*** The input ***

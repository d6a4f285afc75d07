//! Connection registry.
//!
//! Maps each connected peer to the outbound queue of its link. The registry
//! is owned by the [`Host`](crate::Host) and handed to the authority task and
//! every session by `Arc`.
//!
//! Queuing never waits. A link whose queue is full is evicted: its entry is
//! removed, which releases the link's writer so it closes the link.

use dashmap::DashMap;
use std::sync::atomic::{AtomicU64, Ordering};
use std::sync::Arc;
use tokio::sync::mpsc::{self, error::TrySendError};
use tokio::sync::oneshot;
use uno_types::PlayerId;

/// One encoded frame, shared by every link it is sent on.
pub type Frame = Arc<[u8]>;

/// Identifies one registration, so a stale session cannot remove the link
/// that replaced it.
pub type LinkId = u64;

/// Resolves once the registration is gone: unregistered, evicted,
/// replaced or cleared.
pub type Released = oneshot::Receiver<()>;

#[derive(Debug)]
struct Entry {
    link_id: LinkId,
    outbound: mpsc::Sender<Frame>,
    // Dropped with the entry, which resolves the writer's `Released`
    _release: oneshot::Sender<()>,
}

/// Live links by peer id.
#[derive(Debug, Default)]
pub struct ConnectionRegistry {
    links: DashMap<PlayerId, Entry>,
    next_link_id: AtomicU64,
}

impl ConnectionRegistry {
    /// Create an empty registry.
    pub fn new() -> Self {
        Self::default()
    }

    /// Register the outbound queue for `peer`.
    ///
    /// A peer that already had a link is switched to the new one and the
    /// old registration is released.
    pub fn register(&self, peer: PlayerId, outbound: mpsc::Sender<Frame>) -> (LinkId, Released) {
        let link_id = self.next_link_id.fetch_add(1, Ordering::Relaxed);
        let (release, released) = oneshot::channel();
        let entry = Entry {
            link_id,
            outbound,
            _release: release,
        };
        if self.links.insert(peer, entry).is_some() {
            tracing::debug!(%peer, link_id, "Replaced existing link");
        }
        tracing::debug!(%peer, link_id, total = self.links.len(), "Registered link");
        (link_id, released)
    }

    /// Remove `peer` if it is still registered under `link_id`.
    ///
    /// Returns true if an entry was removed.
    pub fn unregister(&self, peer: &PlayerId, link_id: LinkId) -> bool {
        let removed = self
            .links
            .remove_if(peer, |_, entry| entry.link_id == link_id)
            .is_some();
        if removed {
            tracing::debug!(%peer, link_id, remaining = self.links.len(), "Unregistered link");
        }
        removed
    }

    /// Whether `peer` has a live link.
    pub fn contains(&self, peer: &PlayerId) -> bool {
        self.links.contains_key(peer)
    }

    /// Number of live links.
    pub fn len(&self) -> usize {
        self.links.len()
    }

    /// Whether no links are registered.
    pub fn is_empty(&self) -> bool {
        self.links.is_empty()
    }

    /// Queue `frame` on every link. Returns how many links accepted it.
    ///
    /// Links that are full or whose writer has gone are evicted.
    pub fn broadcast(&self, frame: Frame) -> usize {
        // Collect first; evicting while iterating would deadlock the shard
        let targets: Vec<(PlayerId, LinkId, mpsc::Sender<Frame>)> = self
            .links
            .iter()
            .map(|entry| (*entry.key(), entry.link_id, entry.outbound.clone()))
            .collect();

        targets
            .into_iter()
            .filter(|(peer, link_id, outbound)| {
                self.offer(peer, *link_id, outbound, Arc::clone(&frame))
            })
            .count()
    }

    /// Queue `frame` on one peer's link. Returns false if the peer has no
    /// live link or was evicted.
    pub fn send_to(&self, peer: &PlayerId, frame: Frame) -> bool {
        let target = self
            .links
            .get(peer)
            .map(|entry| (entry.link_id, entry.outbound.clone()));

        match target {
            Some((link_id, outbound)) => self.offer(peer, link_id, &outbound, frame),
            None => false,
        }
    }

    fn offer(
        &self,
        peer: &PlayerId,
        link_id: LinkId,
        outbound: &mpsc::Sender<Frame>,
        frame: Frame,
    ) -> bool {
        match outbound.try_send(frame) {
            Ok(()) => true,
            Err(TrySendError::Full(_)) => {
                tracing::warn!(%peer, link_id, "Outbound queue full; evicting link");
                self.unregister(peer, link_id);
                false
            }
            Err(TrySendError::Closed(_)) => {
                self.unregister(peer, link_id);
                false
            }
        }
    }

    /// Release every link, ending all writers.
    pub fn clear(&self) {
        self.links.clear();
    }
}
//! Link state machine for a follower's connection to the authority.
//!
//! Pure and side-effect-free: the machine takes an event and produces a new
//! state plus an optional notice for the application. The actual connecting
//! and sending is done by `uno-peer`.
//!
//! There is no automatic reconnection. A failed open leaves the machine in
//! [`LinkState::Failed`] and the caller decides whether to try again.

/// Link lifecycle - NO I/O, just state transitions.
#[derive(Debug, Clone, PartialEq, Eq, Default)]
pub enum LinkState {
    /// No link open.
    #[default]
    Disconnected,
    /// Open in progress.
    Connecting,
    /// Link open; intents may be sent.
    Connected,
    /// The last open attempt failed.
    Failed {
        /// Description of the failure.
        error: String,
    },
}

/// Things that happen to a link.
#[derive(Debug, Clone, PartialEq, Eq)]
pub enum LinkEvent {
    /// Application asked to open the link.
    ConnectRequested,
    /// Transport opened the link.
    ConnectSucceeded,
    /// Transport could not open the link.
    ConnectFailed {
        /// Error message describing the failure.
        error: String,
    },
    /// The remote end or the transport closed the link.
    Closed {
        /// Reason for the close.
        reason: String,
    },
    /// Application asked to close the link.
    CloseRequested,
}

/// Notices surfaced to the application.
#[derive(Debug, Clone, PartialEq, Eq)]
pub enum LinkNotice {
    /// Link is open.
    Connected,
    /// Opening the link failed; the caller may retry.
    ConnectionFailed {
        /// Error message describing the failure.
        error: String,
    },
    /// An open link went away.
    Disconnected {
        /// Reason for the disconnect.
        reason: String,
    },
}

impl LinkState {
    /// Create a new state machine in the Disconnected state.
    pub fn new() -> Self {
        Self::Disconnected
    }

    /// Process an event and return the new state plus any notice to emit.
    pub fn on_event(self, event: LinkEvent) -> (Self, Option<LinkNotice>) {
        match (self, event) {
            (Self::Disconnected | Self::Failed { .. }, LinkEvent::ConnectRequested) => {
                (Self::Connecting, None)
            }

            (Self::Connecting, LinkEvent::ConnectSucceeded) => {
                (Self::Connected, Some(LinkNotice::Connected))
            }
            (Self::Connecting, LinkEvent::ConnectFailed { error }) => (
                Self::Failed {
                    error: error.clone(),
                },
                Some(LinkNotice::ConnectionFailed { error }),
            ),
            (Self::Connecting, LinkEvent::CloseRequested) => (Self::Disconnected, None),

            (Self::Connected, LinkEvent::Closed { reason }) => (
                Self::Disconnected,
                Some(LinkNotice::Disconnected { reason }),
            ),
            (Self::Connected, LinkEvent::CloseRequested) => (
                Self::Disconnected,
                Some(LinkNotice::Disconnected {
                    reason: "user requested".into(),
                }),
            ),

            // Invalid transitions - stay in current state
            (state, _) => (state, None),
        }
    }

    /// Check if the link is open.
    pub fn is_connected(&self) -> bool {
        matches!(self, Self::Connected)
    }

    /// Check if an open is in progress.
    pub fn is_connecting(&self) -> bool {
        matches!(self, Self::Connecting)
    }
}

*** End of The input ***

Retype the records above from the very first line down to the line with "let link_id = self.next_link_id.fetch_add(1, Ordering::Relaxed);", keeping both of those lines. Include nothing beyond them.

repository d6a4f285afc75d07
//! Connection registry.
//!
//! Maps each connected peer to the outbound queue of its link. The registry
//! is owned by the [`Host`](crate::Host) and handed to the authority task and
//! every session by `Arc`.
//!
//! Queuing never waits. A link whose queue is full is evicted: its entry is
//! removed, which releases the link's writer so it closes the link.

use dashmap::DashMap;
use std::sync::atomic::{AtomicU64, Ordering};
use std::sync::Arc;
use tokio::sync::mpsc::{self, error::TrySendError};
use tokio::sync::oneshot;
use uno_types::PlayerId;

/// One encoded frame, shared by every link it is sent on.
pub type Frame = Arc<[u8]>;

/// Identifies one registration, so a stale session cannot remove the link
/// that replaced it.
pub type LinkId = u64;

/// Resolves once the registration is gone: unregistered, evicted,
/// replaced or cleared.
pub type Released = oneshot::Receiver<()>;

#[derive(Debug)]
struct Entry {
    link_id: LinkId,
    outbound: mpsc::Sender<Frame>,
    // Dropped with the entry, which resolves the writer's `Released`
    _release: oneshot::Sender<()>,
}

/// Live links by peer id.
#[derive(Debug, Default)]
pub struct ConnectionRegistry {
    links: DashMap<PlayerId, Entry>,
    next_link_id: AtomicU64,
}

impl ConnectionRegistry {
    /// Create an empty registry.
    pub fn new() -> Self {
        Self::default()
    }

    /// Register the outbound queue for `peer`.
    ///
    /// A peer that already had a link is switched to the new one and the
    /// old registration is released.
    pub fn register(&self, peer: PlayerId, outbound: mpsc::Sender<Frame>) -> (LinkId, Released) {
        let link_id = self.next_link_id.fetch_add(1, Ordering::Relaxed);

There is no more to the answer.